Documentaire sur Arte à 20 h 40

Centenaire oblige, de nombreux documentaires consacrés à la révolution russe d’octobre 1917 sont programmés. Mais cet étonnant Lénine, Gorki : la révolution à contretemps, signé du réalisateur français Stan Neumann, sort du lot. Car en choisissant de dé­crypter la révolution à travers le regard de l’immense écrivain que fut Maxime Gorki (1868-1936) et d’analyser ses rapports étroits et complexes avec Lénine, Neumann opte pour un parti pris original.

A cela s’ajoute la forme narrative de ce documentaire riche en images d’archives (extraits de films, splendides photos d’époque) et en séquences d’animation qui permettent de mieux comprendre les enjeux compliqués d’une période de fer, de feu et de courants de pensées antagonistes. Sans oublier le choix d’incarner Gorki par le comédien Denis Lavant qui, exilé en Italie, lit de nombreux extraits de ses articles parus pour la plupart dans La Vie nouvelle, quotidien fondé par Gorki qui fut, durant quelques mois, le plus lu de Russie.
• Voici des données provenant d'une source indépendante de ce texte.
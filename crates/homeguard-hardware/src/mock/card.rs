//! Mock proximity card reader for testing and development.
//!
//! Cards are queued through a [`MockCardHandle`]; each queued entry is either
//! a successful read or a read failure, delivered in order.

use crate::{
    HardwareError, Result,
    traits::CardReader,
    types::{CardRead, DeviceInfo},
};
use homeguard_core::TagId;
use tokio::sync::mpsc;

/// Simulated MFRC522-style reader.
///
/// # Examples
///
/// ```
/// use homeguard_hardware::mock::MockCardReader;
/// use homeguard_hardware::traits::CardReader;
/// use homeguard_core::TagId;
///
/// #[tokio::main]
/// async fn main() -> homeguard_hardware::Result<()> {
///     let (mut reader, handle) = MockCardReader::new();
///
///     handle.present_tag(TagId::new(584190412), "front door key").await?;
///
///     let read = reader.read_tag().await?;
///     assert_eq!(read.tag, TagId::new(584190412));
///     Ok(())
/// }
/// ```
#[derive(Debug)]
pub struct MockCardReader {
    event_rx: mpsc::Receiver<CardEvent>,
    name: String,
}

impl MockCardReader {
    pub fn new() -> (Self, MockCardHandle) {
        Self::with_name("Mock RFID Reader".to_string())
    }

    pub fn with_name(name: String) -> (Self, MockCardHandle) {
        let (event_tx, event_rx) = mpsc::channel(32);
        (Self { event_rx, name }, MockCardHandle { event_tx })
    }
}

impl CardReader for MockCardReader {
    async fn read_tag(&mut self) -> Result<CardRead> {
        let event = self
            .event_rx
            .recv()
            .await
            .ok_or_else(|| HardwareError::disconnected(self.name.clone()))?;

        match event {
            CardEvent::Presented(read) => Ok(read),
            CardEvent::Failed(message) => Err(HardwareError::card_read(message)),
        }
    }

    async fn get_info(&self) -> Result<DeviceInfo> {
        Ok(DeviceInfo::new(self.name.clone(), "Mock"))
    }
}

#[derive(Debug, Clone)]
enum CardEvent {
    Presented(CardRead),
    Failed(String),
}

/// Handle for controlling a [`MockCardReader`].
#[derive(Debug, Clone)]
pub struct MockCardHandle {
    event_tx: mpsc::Sender<CardEvent>,
}

impl MockCardHandle {
    /// Queue a successful read of `tag`.
    ///
    /// # Errors
    ///
    /// Returns an error if the reader has been dropped.
    pub async fn present_tag(&self, tag: TagId, payload: impl Into<String>) -> Result<()> {
        self.send(CardEvent::Presented(CardRead::new(tag, payload)))
            .await
    }

    /// Queue a failed read.
    ///
    /// # Errors
    ///
    /// Returns an error if the reader has been dropped.
    pub async fn fail_read(&self, message: impl Into<String>) -> Result<()> {
        self.send(CardEvent::Failed(message.into())).await
    }

    async fn send(&self, event: CardEvent) -> Result<()> {
        self.event_tx
            .send(event)
            .await
            .map_err(|_| HardwareError::disconnected("RFID event channel closed"))
    }
}

#[cfg(test)]
mod tests {
    use super::*;

    #[tokio::test]
    async fn test_reads_arrive_in_order() {
        let (mut reader, handle) = MockCardReader::new();

        handle.present_tag(TagId::new(1), "a").await.unwrap();
        handle.fail_read("AUTH ERROR").await.unwrap();
        handle.present_tag(TagId::new(2), "b").await.unwrap();

        assert_eq!(reader.read_tag().await.unwrap().tag, TagId::new(1));
        let err = reader.read_tag().await.unwrap_err();
        assert!(matches!(err, HardwareError::CardReadError { .. }));
        assert_eq!(reader.read_tag().await.unwrap().payload, "b");
    }

    #[tokio::test]
    async fn test_closed_channel_reports_disconnect() {
        let (mut reader, handle) = MockCardReader::new();
        drop(handle);

        assert!(reader.read_tag().await.unwrap_err().is_disconnect());
    }

    #[tokio::test]
    async fn test_present_after_reader_dropped() {
        let (reader, handle) = MockCardReader::new();
        drop(reader);

        let result = handle.present_tag(TagId::new(9), "").await;
        assert!(result.is_err());
    }
}
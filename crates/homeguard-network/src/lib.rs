//! Network surfaces of the homeguard appliance.
//!
//! # Components
//!
//! - **HttpNotifier**: posts alert events to the external alert service
//! - **control_router**: the axum router behind the local control API
//!
//! # Example
//!
//! ```no_run
//! use homeguard_alarm::{AlarmController, ControlSurface, SharedState};
//! use homeguard_hardware::mock::MockIndicator;
//! use homeguard_network::{HttpNotifier, HttpNotifierConfig};
//! use std::sync::Arc;
//!
//! # async fn example() -> Result<(), Box<dyn std::error::Error>> {
//! let notifier = HttpNotifier::new(HttpNotifierConfig::default())?;
//! let alarm = AlarmController::new(
//!     SharedState::default(),
//!     Arc::new(MockIndicator::new()),
//!     Arc::new(notifier),
//! );
//!
//! let listener = tokio::net::TcpListener::bind("127.0.0.1:8080").await?;
//! homeguard_network::serve(listener, ControlSurface::new(alarm), async {
//!     let _ = tokio::signal::ctrl_c().await;
//! })
//! .await?;
//! # Ok(())
//! # }
//! ```

mod notifier;
mod server;

pub use notifier::{HttpNotifier, HttpNotifierConfig, NotifyError};
pub use server::{ApiError, StatusResponse, control_router, serve};
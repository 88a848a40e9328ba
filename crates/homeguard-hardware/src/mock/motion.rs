//! Mock motion sensor for testing and development.

use crate::{
    HardwareError, Result,
    traits::MotionSensor,
    types::DeviceInfo,
};
use tokio::sync::watch;

/// Simulated PIR sensor driven by a [`MockMotionHandle`].
///
/// # Examples
///
/// ```
/// use homeguard_hardware::mock::MockMotionSensor;
/// use homeguard_hardware::traits::MotionSensor;
///
/// #[tokio::main]
/// async fn main() -> homeguard_hardware::Result<()> {
///     let (mut sensor, handle) = MockMotionSensor::new();
///
///     handle.set_present(true);
///     sensor.wait_for_presence().await?;
///
///     handle.set_present(false);
///     sensor.wait_for_absence().await?;
///     Ok(())
/// }
/// ```
#[derive(Debug)]
pub struct MockMotionSensor {
    level_rx: watch::Receiver<bool>,
    name: String,
}

impl MockMotionSensor {
    /// Create a new mock sensor reporting absence.
    pub fn new() -> (Self, MockMotionHandle) {
        Self::with_name("Mock PIR".to_string())
    }

    pub fn with_name(name: String) -> (Self, MockMotionHandle) {
        let (level_tx, level_rx) = watch::channel(false);
        (Self { level_rx, name }, MockMotionHandle { level_tx })
    }

    async fn wait_for_level(&mut self, present: bool) -> Result<()> {
        self.level_rx
            .wait_for(|level| *level == present)
            .await
            .map(|_| ())
            .map_err(|_| HardwareError::disconnected(self.name.clone()))
    }
}

impl MotionSensor for MockMotionSensor {
    async fn wait_for_presence(&mut self) -> Result<()> {
        self.wait_for_level(true).await
    }

    async fn wait_for_absence(&mut self) -> Result<()> {
        self.wait_for_level(false).await
    }

    async fn get_info(&self) -> Result<DeviceInfo> {
        Ok(DeviceInfo::new(self.name.clone(), "Mock"))
    }
}

/// Handle for controlling a [`MockMotionSensor`].
///
/// Dropping every handle disconnects the sensor.
#[derive(Debug, Clone)]
pub struct MockMotionHandle {
    level_tx: watch::Sender<bool>,
}

impl MockMotionHandle {
    /// Set the level the sensor reports.
    pub fn set_present(&self, present: bool) {
        self.level_tx.send_replace(present);
    }

    pub fn is_present(&self) -> bool {
        *self.level_tx.borrow()
    }
}
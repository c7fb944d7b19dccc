use std::fmt::Display;
use std::future::Future;
use std::time::Duration;
use tokio_retry::strategy::{jitter, ExponentialBackoff};
use tokio_retry::Retry;
use tracing::warn;

use crate::settings::RetrySettings;

/// Bounded exponential backoff for upstream calls.
#[derive(Debug, Clone, Copy)]
pub struct RetryPolicy {
    pub max_attempts: u32,
    pub base_delay: Duration,
    pub max_delay: Duration,
}

impl Default for RetryPolicy {
    fn default() -> Self {
        Self {
            max_attempts: 3,
            base_delay: Duration::from_millis(100),
            max_delay: Duration::from_secs(5),
        }
    }
}

impl From<&RetrySettings> for RetryPolicy {
    fn from(s: &RetrySettings) -> Self {
        Self {
            max_attempts: s.max_attempts,
            base_delay: Duration::from_millis(s.base_delay_ms),
            max_delay: Duration::from_millis(s.max_delay_ms),
        }
    }
}

impl RetryPolicy {
    /// No retries, fail on the first error.
    pub fn none() -> Self {
        Self {
            max_attempts: 1,
            ..Self::default()
        }
    }

    fn delays(&self) -> impl Iterator<Item = Duration> {
        // 2*base, 4*base, 8*base ... capped, with jitter
        let factor = (self.base_delay.as_millis() as u64 / 2).max(1);
        ExponentialBackoff::from_millis(2)
            .factor(factor)
            .max_delay(self.max_delay)
            .map(jitter)
            .take(self.max_attempts.saturating_sub(1) as usize)
    }

    /// Run `action` until it succeeds or the attempts are exhausted.
    /// Returns the last error.
    pub async fn run<T, E, F, Fut>(&self, op: &str, mut action: F) -> Result<T, E>
    where
        F: FnMut() -> Fut,
        Fut: Future<Output = Result<T, E>>,
        E: Display,
    {
        let max_attempts = self.max_attempts.max(1);
        let mut attempt = 0u32;
        Retry::spawn(self.delays(), || {
            attempt += 1;
            let current = attempt;
            let fut = action();
            async move {
                fut.await.map_err(|e| {
                    warn!(op, attempt = current, max_attempts, error = %e, "Upstream call failed");
                    e
                })
            }
        })
        .await
    }
}

#[cfg(test)]
mod tests {
    use super::*;
    use std::sync::atomic::{AtomicU32, Ordering};

    fn fast(max_attempts: u32) -> RetryPolicy {
        RetryPolicy {
            max_attempts,
            base_delay: Duration::from_millis(1),
            max_delay: Duration::from_millis(2),
        }
    }

    #[tokio::test]
    async fn test_succeeds_after_transient_failures() {
        let calls = AtomicU32::new(0);
        let counter = &calls;
        let result: Result<u32, String> = fast(3)
            .run("flaky", move || async move {
                let n = counter.fetch_add(1, Ordering::SeqCst) + 1;
                if n < 3 {
                    Err(format!("attempt {} failed", n))
                } else {
                    Ok(n)
                }
            })
            .await;
        assert_eq!(result, Ok(3));
        assert_eq!(calls.load(Ordering::SeqCst), 3);
    }

    #[tokio::test]
    async fn test_gives_up_after_max_attempts() {
        let calls = AtomicU32::new(0);
        let counter = &calls;
        let result: Result<(), String> = fast(2)
            .run("down", move || async move {
                counter.fetch_add(1, Ordering::SeqCst);
                Err("down".to_string())
            })
            .await;
        assert!(result.is_err());
        assert_eq!(calls.load(Ordering::SeqCst), 2);
    }

    #[tokio::test]
    async fn test_none_means_single_attempt() {
        let calls = AtomicU32::new(0);
        let counter = &calls;
        let _: Result<(), &str> = RetryPolicy::none()
            .run("once", move || async move {
                counter.fetch_add(1, Ordering::SeqCst);
                Err("no")
            })
            .await;
        assert_eq!(calls.load(Ordering::SeqCst), 1);
    }
}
« Je me suis replongé dans cette histoire à laquelle je suis personnellement lié par ma propre histoire familiale et, surtout, par mon arrière-grand-père, l’un des fondateurs du Parti communiste tchécoslovaque. Toute mon enfance a été marquée par les mythes d’Octobre », souligne Stan Neumann.

Petrograd, centre névralgique

Tous deux amis et bolcheviks, Gorki et Lénine se sont longuement opposés au fur et à mesure que la Russie plongeait dans le chaos. Exilé une première fois en 1906 par le pouvoir tsariste (aux Etats-Unis puis à Capri), Gorki retrouve le chemin de l’exil et de l’Italie (à Sorrente) en 1924, après avoir vivement critiqué la vision de Lénine. « Lénine pense qu’il faut prendre le pouvoir coûte que coûte tandis que Gorki estime que le prix à payer va tuer la révolution… La parole de Gorki est vivante, il m’a paru juste de l’incarner par le jeu de Denis Lavant. Celle de Lénine est plus abstraite, les séquences d’animation lui conviennent bien », ­résume le documentariste.

Entre les deux exils de Gorki, il y eut donc une guerre mondiale et une révolution. Centre névralgique de ces folles journées d’octobre 1917, Petrograd, l’ancienne Saint-Pétersbourg. Le documentaire filme avec élégance ses rues, ses palais, ses usines, ses gares. On plonge au cœur de la mêlée, des ­assemblées fougueuses, des rêves prolétaires comme des brutalités militaires. La musique signée Philippe Miller accompagne parfaitement les photos dont certaines sont d’une force époustouflante.

Des révolutionnaires, en février 1917, photographiés par J. Steinberg. / © Zadig Productions

De courts extraits de films comme Maxime à Vyborg (1938), Lénine en octobre (1937) et, bien sûr, Octobre (1927), d’Eisenstein, enrichissent encore ce documentaire atypique. Et les textes de Gorki donnent une idée du climat. « Le socialisme, c’est une invention de riches ! La politique délirante de Lénine nous conduit à la guerre civile », lance l’écrivain. « Gorki est un vieux révolutionnaire dont le seul mérite est d’être vieux ! », ­riposte ­Lénine. La joute verbale se poursuit plusieurs années. ­« Lénine conduit la révolution à sa mort. Exterminer froidement son prochain devient une pratique ­courante… C’est de l’anarchisme zoologique ! » Le 16 juillet 1918, La Vie nouvelle, le quotidien de Gorki, sera définitivement interdit. Com­me le dit le grand écrivain : « Dans l’Histoire, les hommes indépendants sont un fantasme… »

Lénine, Gorki : la révolution à contretemps,de Stan Neumann (France, 2017, 90 min).